18 e vi o Senhor. Ele me disse: “Ande logo e saia imediatamente de Jerusalém, porque não aceitarão o seu testemunho a meu respeito.”
19 — Eu respondi: “Senhor, eles sabem muito bem que eu ia às sinagogas , e prendia os que criam em ti, e batia neles.
19 Eu respondi: “Senhor, eles bem sabem que eu ia de sinagoga em sinagoga, prendendo e açoitando os que criam em ti.
20 Quando estavam matando Estêvão, que falava a respeito de ti, ó Senhor, eu estava ali, concordando com aquele crime.

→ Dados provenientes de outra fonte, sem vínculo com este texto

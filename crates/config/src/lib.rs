//! Configuration loading, validation, and management for tiller.
//!
//! Loads configuration from `~/.tiller/config.toml` (or `$TILLER_HOME/config.toml`)
//! with environment variable overrides. Validates all settings at startup.

use serde::{Deserialize, Serialize};
use std::collections::HashMap;
use std::path::{Path, PathBuf};

use tiller_core::ToolSettings;

/// The root configuration structure.
///
/// Maps directly to `~/.tiller/config.toml`.
#[derive(Debug, Clone, Serialize, Deserialize)]
pub struct AppConfig {
    /// Alias (or name) of the model used for new sessions
    #[serde(default = "default_active_model")]
    pub active_model: String,

    /// Stream model output token by token
    #[serde(default = "default_true")]
    pub enable_streaming: bool,

    /// Connect and idle-read timeout for backend calls
    #[serde(default = "default_api_timeout")]
    pub api_timeout_secs: f64,

    /// Context size (tokens) at which the conversation is compacted
    #[serde(default = "default_auto_compact_threshold")]
    pub auto_compact_threshold: u32,

    /// Warn the model once the context reaches half the compaction threshold
    #[serde(default)]
    pub context_warnings: bool,

    /// Stop after this many backend calls in one session
    #[serde(default, skip_serializing_if = "Option::is_none")]
    pub max_turns: Option<u32>,

    /// Stop once the session cost (USD) exceeds this
    #[serde(default, skip_serializing_if = "Option::is_none")]
    pub max_price: Option<f64>,

    /// Working directory the file tools are confined to (defaults to cwd)
    #[serde(default, skip_serializing_if = "Option::is_none")]
    pub workdir: Option<PathBuf>,

    /// Replaces the built-in system prompt preamble
    #[serde(default, skip_serializing_if = "Option::is_none")]
    pub system_prompt: Option<String>,

    /// Paths the file tools must never touch
    #[serde(default = "default_forbidden_paths")]
    pub forbidden_paths: Vec<String>,

    /// Session logging configuration
    #[serde(default)]
    pub session_logging: SessionLoggingConfig,

    /// Per-tool permission and pattern overrides
    #[serde(default)]
    pub tools: HashMap<String, ToolSettings>,

    #[serde(default = "default_providers")]
    pub providers: Vec<ProviderConfig>,

    #[serde(default = "default_models")]
    pub models: Vec<ModelConfig>,
}

fn default_active_model() -> String {
    "devstral-medium".into()
}
fn default_true() -> bool {
    true
}
fn default_api_timeout() -> f64 {
    720.0
}
fn default_auto_compact_threshold() -> u32 {
    200_000
}
fn default_forbidden_paths() -> Vec<String> {
    vec!["~/.ssh".into(), "~/.gnupg".into(), "~/.aws".into()]
}

/// Which adapter shape talks to a provider.
#[derive(Debug, Clone, Copy, Default, PartialEq, Eq, Serialize, Deserialize)]
#[serde(rename_all = "lowercase")]
pub enum BackendKind {
    /// OpenAI-style REST + SSE
    #[default]
    Generic,
    /// Native Anthropic Messages client
    Anthropic,
}

#[derive(Clone, Serialize, Deserialize)]
pub struct ProviderConfig {
    pub name: String,

    pub api_base: String,

    /// Environment variable holding the API key; empty for keyless local servers
    #[serde(default)]
    pub api_key_env_var: String,

    /// Inline API key, takes precedence over the environment
    #[serde(default, skip_serializing_if = "Option::is_none")]
    pub api_key: Option<String>,

    #[serde(default)]
    pub backend: BackendKind,
}

impl ProviderConfig {
    /// The API key from config or environment, if any.
    pub fn resolve_api_key(&self) -> Option<String> {
        self.api_key.clone().or_else(|| {
            if self.api_key_env_var.is_empty() {
                None
            } else {
                std::env::var(&self.api_key_env_var).ok().filter(|k| !k.is_empty())
            }
        })
    }
}

/// Redact a secret string for Debug output.
fn redact(s: &Option<String>) -> &'static str {
    match s {
        Some(_) => "[REDACTED]",
        None => "None",
    }
}

impl std::fmt::Debug for ProviderConfig {
    fn fmt(&self, f: &mut std::fmt::Formatter<'_>) -> std::fmt::Result {
        f.debug_struct("ProviderConfig")
            .field("name", &self.name)
            .field("api_base", &self.api_base)
            .field("api_key_env_var", &self.api_key_env_var)
            .field("api_key", &redact(&self.api_key))
            .field("backend", &self.backend)
            .finish()
    }
}

#[derive(Debug, Clone, Serialize, Deserialize)]
pub struct ModelConfig {
    /// Provider-side model identifier
    pub name: String,

    /// Name of an entry in `providers`
    pub provider: String,

    /// Short name used in `active_model`; defaults to `name`
    #[serde(default, skip_serializing_if = "Option::is_none")]
    pub alias: Option<String>,

    #[serde(default = "default_temperature")]
    pub temperature: f32,

    /// USD per million prompt tokens
    #[serde(default)]
    pub input_price: f64,

    /// USD per million completion tokens
    #[serde(default)]
    pub output_price: f64,
}

fn default_temperature() -> f32 {
    0.2
}

impl ModelConfig {
    pub fn alias(&self) -> &str {
        self.alias.as_deref().unwrap_or(&self.name)
    }
}

#[derive(Debug, Clone, Serialize, Deserialize)]
pub struct SessionLoggingConfig {
    #[serde(default = "default_true")]
    pub enabled: bool,

    /// Defaults to `<config dir>/logs/session`
    #[serde(default, skip_serializing_if = "Option::is_none")]
    pub save_dir: Option<PathBuf>,

    #[serde(default = "default_session_prefix")]
    pub session_prefix: String,
}

fn default_session_prefix() -> String {
    "session".into()
}

impl Default for SessionLoggingConfig {
    fn default() -> Self {
        Self {
            enabled: true,
            save_dir: None,
            session_prefix: default_session_prefix(),
        }
    }
}

fn default_providers() -> Vec<ProviderConfig> {
    vec![
        ProviderConfig {
            name: "mistral".into(),
            api_base: "https://api.mistral.ai/v1".into(),
            api_key_env_var: "MISTRAL_API_KEY".into(),
            api_key: None,
            backend: BackendKind::Generic,
        },
        ProviderConfig {
            name: "anthropic".into(),
            api_base: "https://api.anthropic.com/v1".into(),
            api_key_env_var: "ANTHROPIC_API_KEY".into(),
            api_key: None,
            backend: BackendKind::Anthropic,
        },
        ProviderConfig {
            name: "llamacpp".into(),
            api_base: "http://127.0.0.1:8080/v1".into(),
            api_key_env_var: String::new(),
            api_key: None,
            backend: BackendKind::Generic,
        },
    ]
}

fn default_models() -> Vec<ModelConfig> {
    vec![
        ModelConfig {
            name: "devstral-medium-latest".into(),
            provider: "mistral".into(),
            alias: Some("devstral-medium".into()),
            temperature: default_temperature(),
            input_price: 0.4,
            output_price: 2.0,
        },
        ModelConfig {
            name: "devstral-small-latest".into(),
            provider: "mistral".into(),
            alias: Some("devstral-small".into()),
            temperature: default_temperature(),
            input_price: 0.1,
            output_price: 0.3,
        },
        ModelConfig {
            name: "claude-sonnet-4-5".into(),
            provider: "anthropic".into(),
            alias: Some("sonnet".into()),
            temperature: default_temperature(),
            input_price: 3.0,
            output_price: 15.0,
        },
        ModelConfig {
            name: "devstral".into(),
            provider: "llamacpp".into(),
            alias: Some("local".into()),
            temperature: default_temperature(),
            input_price: 0.0,
            output_price: 0.0,
        },
    ]
}

impl AppConfig {
    /// Load configuration from the default path (`~/.tiller/config.toml`).
    ///
    /// Environment overrides, applied after the file:
    /// - `TILLER_ACTIVE_MODEL`
    /// - `TILLER_STREAMING` (`true`/`false`)
    /// - `TILLER_AUTO_COMPACT_THRESHOLD`
    pub fn load() -> Result<Self, ConfigError> {
        let config_path = Self::config_dir().join("config.toml");
        let mut config = Self::load_from(&config_path)?;
        config.apply_env_overrides(|key| std::env::var(key).ok())?;
        config.validate()?;
        Ok(config)
    }

    /// Load configuration from a specific file path.
    pub fn load_from(path: &Path) -> Result<Self, ConfigError> {
        if !path.exists() {
            tracing::info!("No config file found at {}, using defaults", path.display());
            return Ok(Self::default());
        }

        let content = std::fs::read_to_string(path).map_err(|e| ConfigError::ReadError {
            path: path.to_path_buf(),
            reason: e.to_string(),
        })?;

        let config: Self = toml::from_str(&content).map_err(|e| ConfigError::ParseError {
            path: path.to_path_buf(),
            reason: e.to_string(),
        })?;

        config.validate()?;
        Ok(config)
    }

    /// Apply `TILLER_*` overrides through `lookup`.
    pub fn apply_env_overrides(
        &mut self,
        lookup: impl Fn(&str) -> Option<String>,
    ) -> Result<(), ConfigError> {
        if let Some(model) = lookup("TILLER_ACTIVE_MODEL") {
            self.active_model = model;
        }

        if let Some(streaming) = lookup("TILLER_STREAMING") {
            self.enable_streaming = streaming.parse().map_err(|_| {
                ConfigError::ValidationError(format!("TILLER_STREAMING must be true or false, got '{streaming}'"))
            })?;
        }

        if let Some(threshold) = lookup("TILLER_AUTO_COMPACT_THRESHOLD") {
            self.auto_compact_threshold = threshold.parse().map_err(|_| {
                ConfigError::ValidationError(format!(
                    "TILLER_AUTO_COMPACT_THRESHOLD must be a positive integer, got '{threshold}'"
                ))
            })?;
        }

        Ok(())
    }

    /// Get the configuration directory path.
    pub fn config_dir() -> PathBuf {
        std::env::var("TILLER_HOME")
            .map(PathBuf::from)
            .unwrap_or_else(|_| dirs_home().join(".tiller"))
    }

    /// Directory session logs are written to.
    pub fn session_dir(&self) -> PathBuf {
        self.session_logging
            .save_dir
            .clone()
            .unwrap_or_else(|| Self::config_dir().join("logs").join("session"))
    }

    /// Working directory for tools, falling back to the process cwd.
    pub fn effective_workdir(&self) -> PathBuf {
        self.workdir
            .clone()
            .or_else(|| std::env::current_dir().ok())
            .unwrap_or_else(|| PathBuf::from("."))
    }

    /// Validate the configuration.
    pub fn validate(&self) -> Result<(), ConfigError> {
        if self.api_timeout_secs <= 0.0 {
            return Err(ConfigError::ValidationError("api_timeout_secs must be > 0".into()));
        }

        if self.auto_compact_threshold == 0 {
            return Err(ConfigError::ValidationError("auto_compact_threshold must be > 0".into()));
        }

        for model in &self.models {
            if !(0.0..=2.0).contains(&model.temperature) {
                return Err(ConfigError::ValidationError(format!(
                    "model '{}': temperature must be between 0.0 and 2.0",
                    model.alias()
                )));
            }
            if !self.providers.iter().any(|p| p.name == model.provider) {
                return Err(ConfigError::ValidationError(format!(
                    "model '{}' references unknown provider '{}'",
                    model.alias(),
                    model.provider
                )));
            }
        }

        self.active_model()?;
        Ok(())
    }

    /// The model selected by `active_model`, matched by alias first, then name.
    pub fn active_model(&self) -> Result<&ModelConfig, ConfigError> {
        self.models
            .iter()
            .find(|m| m.alias() == self.active_model)
            .or_else(|| self.models.iter().find(|m| m.name == self.active_model))
            .ok_or_else(|| ConfigError::UnknownModel(self.active_model.clone()))
    }

    pub fn provider_for(&self, model: &ModelConfig) -> Result<&ProviderConfig, ConfigError> {
        self.providers
            .iter()
            .find(|p| p.name == model.provider)
            .ok_or_else(|| ConfigError::UnknownProvider(model.provider.clone()))
    }

    /// Configuration as JSON for session metadata, inline keys removed.
    pub fn redacted_snapshot(&self) -> serde_json::Value {
        let mut redacted = self.clone();
        for provider in &mut redacted.providers {
            provider.api_key = None;
        }
        serde_json::to_value(&redacted).unwrap_or(serde_json::Value::Null)
    }

    /// Generate a default config TOML string.
    pub fn default_toml() -> String {
        let config = Self::default();
        toml::to_string_pretty(&config).unwrap_or_default()
    }
}

impl Default for AppConfig {
    fn default() -> Self {
        Self {
            active_model: default_active_model(),
            enable_streaming: true,
            api_timeout_secs: default_api_timeout(),
            auto_compact_threshold: default_auto_compact_threshold(),
            context_warnings: false,
            max_turns: None,
            max_price: None,
            workdir: None,
            system_prompt: None,
            forbidden_paths: default_forbidden_paths(),
            session_logging: SessionLoggingConfig::default(),
            tools: HashMap::new(),
            providers: default_providers(),
            models: default_models(),
        }
    }
}

/// Get the user's home directory.
fn dirs_home() -> PathBuf {
    #[cfg(target_os = "windows")]
    {
        std::env::var("USERPROFILE")
            .map(PathBuf::from)
            .unwrap_or_else(|_| PathBuf::from("C:\\Users\\Default"))
    }
    #[cfg(not(target_os = "windows"))]
    {
        std::env::var("HOME")
            .map(PathBuf::from)
            .unwrap_or_else(|_| PathBuf::from("/tmp"))
    }
}

/// Configuration errors.
#[derive(Debug, thiserror::Error)]
pub enum ConfigError {
    #[error("Failed to read config file at {path}: {reason}")]
    ReadError { path: PathBuf, reason: String },

    #[error("Failed to parse config file at {path}: {reason}")]
    ParseError { path: PathBuf, reason: String },

    #[error("Configuration validation failed: {0}")]
    ValidationError(String),

    #[error("Active model '{0}' is not configured")]
    UnknownModel(String),

    #[error("Provider '{0}' is not configured")]
    UnknownProvider(String),
}

impl From<ConfigError> for tiller_core::Error {
    fn from(err: ConfigError) -> Self {
        tiller_core::Error::Config { message: err.to_string() }
    }
}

E até tomei conta das capas dos assassinos dele.”
20 Quando se derramava o sangue de Estêvão, tua testemunha, eu também estava presente, consentia nisso e até guardei as capas dos que o matavam.”
21 — Aí o Senhor disse: “Vá, pois eu vou enviá-lo para bem longe; vou enviá-lo aos não judeus.”
21 Mas ele me disse: “Vá, porque eu o enviarei para longe, aos gentios.”
22 A multidão ficou ouvindo Paulo até que ele disse isso, mas aí eles começaram a gritar com toda a força: — Matem esse homem! — Ele não merece viver!
22 Até este ponto a multidão ficou ouvindo. Mas, quando Paulo disse isso, começaram a gritar bem alto: — Fora com ele! Mate-o, porque ele não merece viver!
23 Eles gritavam, sacudiam as capas no ar e jogavam poeira para cima.
23 Enquanto eles gritavam, tiravam as suas capas e jogavam poeira para o ar,
24 Então o comandante mandou que os seus soldados levassem Paulo para dentro da fortaleza. Mandou também que o chicoteassem para que ele contasse por que a multidão estava gritando contra ele.
24 o comandante ordenou que Paulo fosse recolhido à fortaleza e que, sob açoite, fosse interrogado para saber por que motivo estavam gritando assim contra ele.
25 Porém, quando o estavam amarrando para chicoteá-lo, Paulo perguntou ao oficial romano que estava perto dele: — Será que vocês têm o direito de chicotear um cidadão romano, especialmente um que não foi condenado por nenhum crime?
25 Quando o estavam amarrando com correias, Paulo perguntou ao centurião que ali estava: — Será que vocês têm o direito de açoitar um cidadão romano, sem que ele tenha sido condenado?
26 Quando o oficial ouviu isso, foi falar com o comandante e disse: — O que é que o senhor vai fazer? Aquele homem é cidadão romano!
26 Ouvindo isto, o centurião procurou o comandante e lhe disse: — Que é isso que o senhor está prestes a fazer? Saiba que aquele homem é cidadão romano.
27 Então o comandante foi falar com Paulo e perguntou: — Me diga uma coisa: você é mesmo cidadão romano? — Sou! — respondeu Paulo.
27 Então o comandante veio e perguntou a Paulo: — Diga-me uma coisa: você é romano? Paulo respondeu: — Sou.
28 Aí o comandante disse: — Eu também sou, e isso me custou muito dinheiro. Paulo respondeu: — Pois eu sou cidadão romano de nascimento.
28 E o comandante disse: — Eu tive de gastar muito dinheiro para conseguir essa cidadania. Ao que Paulo respondeu: — Pois eu a tenho de nascença.
29 Imediatamente os homens que iam chicoteá-lo recuaram. E o próprio comandante ficou com medo ao saber que Paulo era cidadão romano e ele tinha mandado amarrá-lo.
29 Imediatamente se afastaram os que iam interrogá-lo com açoites. O próprio comandante ficou com medo quando soube que Paulo era romano, porque tinha mandado amarrá-lo.
30 O comandante queria saber com certeza por que os judeus estavam acusando Paulo. Então, no dia seguinte, mandou que tirassem as correntes que o prendiam e ordenou que os chefes dos sacerdotes e todo o Conselho Superior se reunissem. Depois mandou que trouxessem Paulo e o colocassem em frente deles.
30 No dia seguinte, querendo certificar-se dos motivos por que Paulo vinha sendo acusado pelos judeus, o comandante o soltou e ordenou que se reunissem os principais sacerdotes e todo o Sinédrio. E, mandando trazer Paulo, apresentou-o diante deles.